Liner Note Revolution
Alonge’s ongoing Ph.D. dissertation covers the adjacent rise of the Free Jazz tradition and the Black Arts Movement in the 1960s and onward, looking specifically at interdisciplinary collectives like Umbra, Baraka’s 27 Cooper Square, AACM, e.g. This project explicitly grapples with and argues that the composite Black artistic productions in these collectives, where poets performed with jazz musicians and jazz musicians wrote poems, represent a core aesthetic politic toward a “movement” (read in its kinetic register) toward theories of Blackness or Black Art that reject fixed nouns or another narrow signification. Some examples of these liner note poetics include Cecil Taylor’s liner notes for his 1966 album, Unit Structures (Taylor, notably, collaborated and lived in proximity with many of the poets in Umbra and 27 Cooper Square), Joseph Jarman’s liner notes on the Art Ensemble of Chicago’s 1969 album Message to Our Folks (Jarman, notably, collaborate with the undersung Chicago poet, Amus Mor), and the poet Henry Dumas liner notes for Sun Ra’s 1967 album Cosmic Tones for Mental Therapy. This project aims to produce a publication that pairs images of these liner note poems and prose with transcribed oral histories interviews, poetry, and political manifestoes from figures and movements that influenced their orientation and configuration onto the records they appear.

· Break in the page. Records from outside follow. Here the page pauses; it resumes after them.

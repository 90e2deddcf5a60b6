//! Operations exposed to the CLI: grading, agenda, exam planning.

use chrono::NaiveDate;
use serde::Serialize;
use tokio::sync::Mutex;
use tracing::{debug, info, warn};

use crate::config::CadenceConfig;
use crate::engagement::points::badge_bonus;
use crate::engagement::{evaluate_badges, points_for_grade, StatsEngine, StatsSnapshot};
use crate::error::{EngineError, PersistenceError, Result};
use crate::gateway::{GatewayResult, PersistenceGateway};
use crate::models::{BadgeId, EngagementState, NewReview, ReviewKind, ReviewRecord};
use crate::schedule::{
    check_submitted_grade, next_date, pre_exam_checkpoints, prioritize, CoefficientModel,
    IntervalScheduler,
};

/// Conditional engagement writes tried before giving up.
const ENGAGEMENT_ATTEMPTS: u32 = 5;

/// Result of one grading event.
#[derive(Debug, Clone, PartialEq, Serialize)]
pub struct GradeOutcome {
    pub topic_id: i64,
    /// The pending review that was completed, if any.
    pub completed_review_id: Option<i64>,
    pub next_review_id: i64,
    pub next_interval: u32,
    pub next_date: NaiveDate,
    pub points_awarded: u64,
    pub bonus_points: u64,
    pub new_badges: Vec<BadgeId>,
    /// Set when the grade was saved but points/badges could not be updated.
    pub bookkeeping_error: Option<String>,
}

struct Bookkeeping {
    points_awarded: u64,
    bonus_points: u64,
    new_badges: Vec<BadgeId>,
}

pub struct Engine<G> {
    gateway: G,
    scheduler: IntervalScheduler,
    streak_horizon_days: u32,
    // Serializes engagement updates within this process; the revisioned
    // write in the store covers other processes
    engagement_lock: Mutex<()>,
}

impl<G: PersistenceGateway> Engine<G> {
    pub fn new(gateway: G, model: CoefficientModel, streak_horizon_days: u32) -> Self {
        Self {
            gateway,
            scheduler: IntervalScheduler::new(model),
            streak_horizon_days,
            engagement_lock: Mutex::new(()),
        }
    }

    pub fn from_config(gateway: G, config: &CadenceConfig) -> Self {
        Self::new(
            gateway,
            config.coefficient_model(),
            config.stats.streak_horizon_days,
        )
    }

    pub fn gateway(&self) -> &G {
        &self.gateway
    }

    pub fn stats(&self) -> StatsEngine<'_, G> {
        StatsEngine::new(&self.gateway, self.streak_horizon_days)
    }

    /// Record `grade` for `topic_id` and schedule the next review.
    ///
    /// With `review_id`, that pending review is completed first. Without it
    /// this is the topic's initial assessment and only a new pending review
    /// is created.
    pub async fn submit_grade(
        &self,
        topic_id: i64,
        review_id: Option<i64>,
        grade: f64,
        today: NaiveDate,
    ) -> Result<GradeOutcome> {
        let grade = check_submitted_grade(grade)?;

        if self.gateway.topic(topic_id).await?.is_none() {
            return Err(EngineError::Consistency(format!(
                "topic {topic_id} does not exist"
            )));
        }

        let pending = match review_id {
            Some(id) => Some(self.pending_review_of(topic_id, id).await?),
            None => None,
        };

        let (current_interval, previous_grade, history) = match &pending {
            Some(review) => (
                review.interval_days,
                Some(review.grade),
                self.gateway.completed_reviews(topic_id).await?,
            ),
            None => (0, None, Vec::new()),
        };

        let next_interval = self
            .scheduler
            .next_interval(current_interval, grade, &history)?;
        let next_date = next_date(today, next_interval)?;
        let next = NewReview {
            topic_id,
            grade,
            scheduled_date: next_date,
            interval_days: next_interval,
            kind: ReviewKind::Normal,
        };

        let next_review_id = match &pending {
            Some(review) => {
                self.gateway
                    .complete_and_reschedule(review.id, grade, today, &next)
                    .await
                    .map_err(|e| match e {
                        PersistenceError::NotPending(id) => EngineError::Consistency(format!(
                            "review {id} is already completed"
                        )),
                        other => other.into(),
                    })?
            }
            None => self.gateway.append_review(&next).await?,
        };

        info!(
            topic_id,
            grade, next_interval, %next_date, "grade recorded"
        );

        let mut outcome = GradeOutcome {
            topic_id,
            completed_review_id: review_id,
            next_review_id,
            next_interval,
            next_date,
            points_awarded: 0,
            bonus_points: 0,
            new_badges: Vec::new(),
            bookkeeping_error: None,
        };

        match self.update_engagement(grade, previous_grade, today).await {
            Ok(book) => {
                outcome.points_awarded = book.points_awarded;
                outcome.bonus_points = book.bonus_points;
                outcome.new_badges = book.new_badges;
            }
            Err(e) => {
                warn!(topic_id, error = %e, "engagement update failed after grade was saved");
                outcome.bookkeeping_error = Some(e.to_string());
            }
        }

        Ok(outcome)
    }

    async fn pending_review_of(&self, topic_id: i64, review_id: i64) -> Result<ReviewRecord> {
        let review = self
            .gateway
            .review(review_id)
            .await?
            .ok_or_else(|| EngineError::Consistency(format!("review {review_id} does not exist")))?;

        if review.topic_id != topic_id {
            return Err(EngineError::Consistency(format!(
                "review {review_id} belongs to topic {}, not {topic_id}",
                review.topic_id
            )));
        }
        if review.completed {
            return Err(EngineError::Consistency(format!(
                "review {review_id} is already completed"
            )));
        }
        Ok(review)
    }

    async fn update_engagement(
        &self,
        grade: f64,
        previous_grade: Option<f64>,
        today: NaiveDate,
    ) -> GatewayResult<Bookkeeping> {
        let _guard = self.engagement_lock.lock().await;

        for attempt in 1..=ENGAGEMENT_ATTEMPTS {
            let (state, revision) = self.gateway.engagement_with_revision().await?;
            let (state, book) = self.credit(state, grade, previous_grade, today).await?;

            if !self
                .gateway
                .replace_engagement_state(&state, revision)
                .await?
            {
                debug!(attempt, revision, "engagement written concurrently, recomputing");
                continue;
            }

            if !book.new_badges.is_empty() {
                info!(badges = ?book.new_badges, bonus_points = book.bonus_points, "badges unlocked");
            }
            debug!(
                points_awarded = book.points_awarded,
                total = state.total_points,
                streak = state.streak_days,
                "engagement updated"
            );
            return Ok(book);
        }

        Err(PersistenceError::EngagementContended(ENGAGEMENT_ATTEMPTS))
    }

    /// Apply one grading event to `state`. Pure apart from the stats reads.
    async fn credit(
        &self,
        mut state: EngagementState,
        grade: f64,
        previous_grade: Option<f64>,
        today: NaiveDate,
    ) -> GatewayResult<(EngagementState, Bookkeeping)> {
        let stats = self.stats().snapshot_with(today, &state).await?;

        let points_awarded = points_for_grade(grade, previous_grade, stats.streak);
        state.total_points = state.total_points.saturating_add(points_awarded);
        state.streak_days = stats.streak;
        state.best_streak = state.best_streak.max(stats.streak);
        state.last_activity_date = Some(today);

        let stats = refreshed(stats, &state);
        let new_badges = evaluate_badges(&stats, &state.unlocked_badges);
        let bonus_points = badge_bonus(new_badges.len());
        state.total_points = state.total_points.saturating_add(bonus_points);
        state.unlocked_badges.extend(new_badges.iter().copied());

        Ok((
            state,
            Bookkeeping {
                points_awarded,
                bonus_points,
                new_badges,
            },
        ))
    }

    /// Pending reviews due on or before `date`, most urgent first.
    pub async fn prioritized_agenda(&self, date: NaiveDate) -> Result<Vec<ReviewRecord>> {
        let pending = self.gateway.pending_reviews_due(date).await?;
        Ok(prioritize(pending, date))
    }

    /// Create the pre-exam checkpoint reviews for every active topic of a unit.
    ///
    /// Checkpoints already on record for a topic and date, pending or done,
    /// are skipped, so calling this repeatedly is harmless.
    pub async fn plan_exam_checkpoints(
        &self,
        study_unit_id: i64,
        today: NaiveDate,
    ) -> Result<Vec<ReviewRecord>> {
        let unit = self.gateway.study_unit(study_unit_id).await?.ok_or_else(|| {
            EngineError::Consistency(format!("study unit {study_unit_id} does not exist"))
        })?;

        let Some(exam_date) = unit.exam_date.filter(|_| unit.active) else {
            debug!(study_unit_id, "no exam to plan for");
            return Ok(Vec::new());
        };

        let checkpoints = pre_exam_checkpoints(exam_date, unit.pre_exam_days, today);
        let mut created = Vec::new();

        for topic in self.gateway.topics_for_unit(study_unit_id).await? {
            let pending = self.gateway.pending_reviews_for_topic(topic.id).await?;
            let completed = self.gateway.completed_reviews(topic.id).await?;
            let grade = completed
                .last()
                .or_else(|| pending.last())
                .map_or(0.0, |r| r.grade);

            for checkpoint in &checkpoints {
                let exists = pending
                    .iter()
                    .chain(&completed)
                    .any(|r| r.is_pre_exam() && r.scheduled_date == checkpoint.date);
                if exists {
                    continue;
                }

                let review = NewReview {
                    topic_id: topic.id,
                    grade,
                    scheduled_date: checkpoint.date,
                    interval_days: checkpoint.days_before,
                    kind: checkpoint.kind,
                };
                let id = self.gateway.append_review(&review).await?;
                created.push(ReviewRecord {
                    id,
                    topic_id: review.topic_id,
                    grade: review.grade,
                    scheduled_date: review.scheduled_date,
                    completed_date: None,
                    interval_days: review.interval_days,
                    completed: false,
                    kind: review.kind,
                });
            }
        }

        info!(study_unit_id, %exam_date, created = created.len(), "planned exam checkpoints");
        Ok(created)
    }

    /// Zero points and streaks and forget every unlocked badge.
    pub async fn reset_engagement(&self) -> Result<()> {
        let _guard = self.engagement_lock.lock().await;
        self.gateway
            .set_engagement_state(&EngagementState::default())
            .await?;
        info!("engagement reset");
        Ok(())
    }
}

fn refreshed(stats: StatsSnapshot, state: &EngagementState) -> StatsSnapshot {
    let mut stats = stats.with_points(state.total_points);
    stats.best_streak = state.best_streak;
    stats
}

Nuyorican Aesthetic: Archiving Maria “Mariposa” Fernandez’ Life and Work
This project aims to organize Mariposa’s physical archive and develop a digital database in the form of an
interactive website. This initiative’s main objective is to preserve and share the legacy of a pivotal figure in the Nuyorican Poets Cafe movement. The project will create from the absence of dialogue surrounding Mariposa and the Nuyorican Aesthetic by creating a comprehensive showcase that honors her contributions and sheds light on her lived experiences – in order for us to not forget.
The Aesthetic, Literary, and Political Dialogues of Mary Ellen Solt
Mary Ellen Solt is best known for her involvement with concrete poetry in the 1960s, as she not only wrote her own collections of concrete poems but also published the influential 1968 anthology Concrete Poetry: A World View. After the anthology’s initial publication, Solt kept up several years of written correspondence with major concrete poetry founders, such as with Swiss-Bolivian poet Eugen Gomringer and poets of the Noigandres group in Brazil. This project aims to uncover these letters, as well as those from her correspondence with William Carlos Williams and major objectivist poets, as a means to explore further aesthetic, literary, and political dialogues taking place transnationally in this era and discover synchronicities across various components of her archive.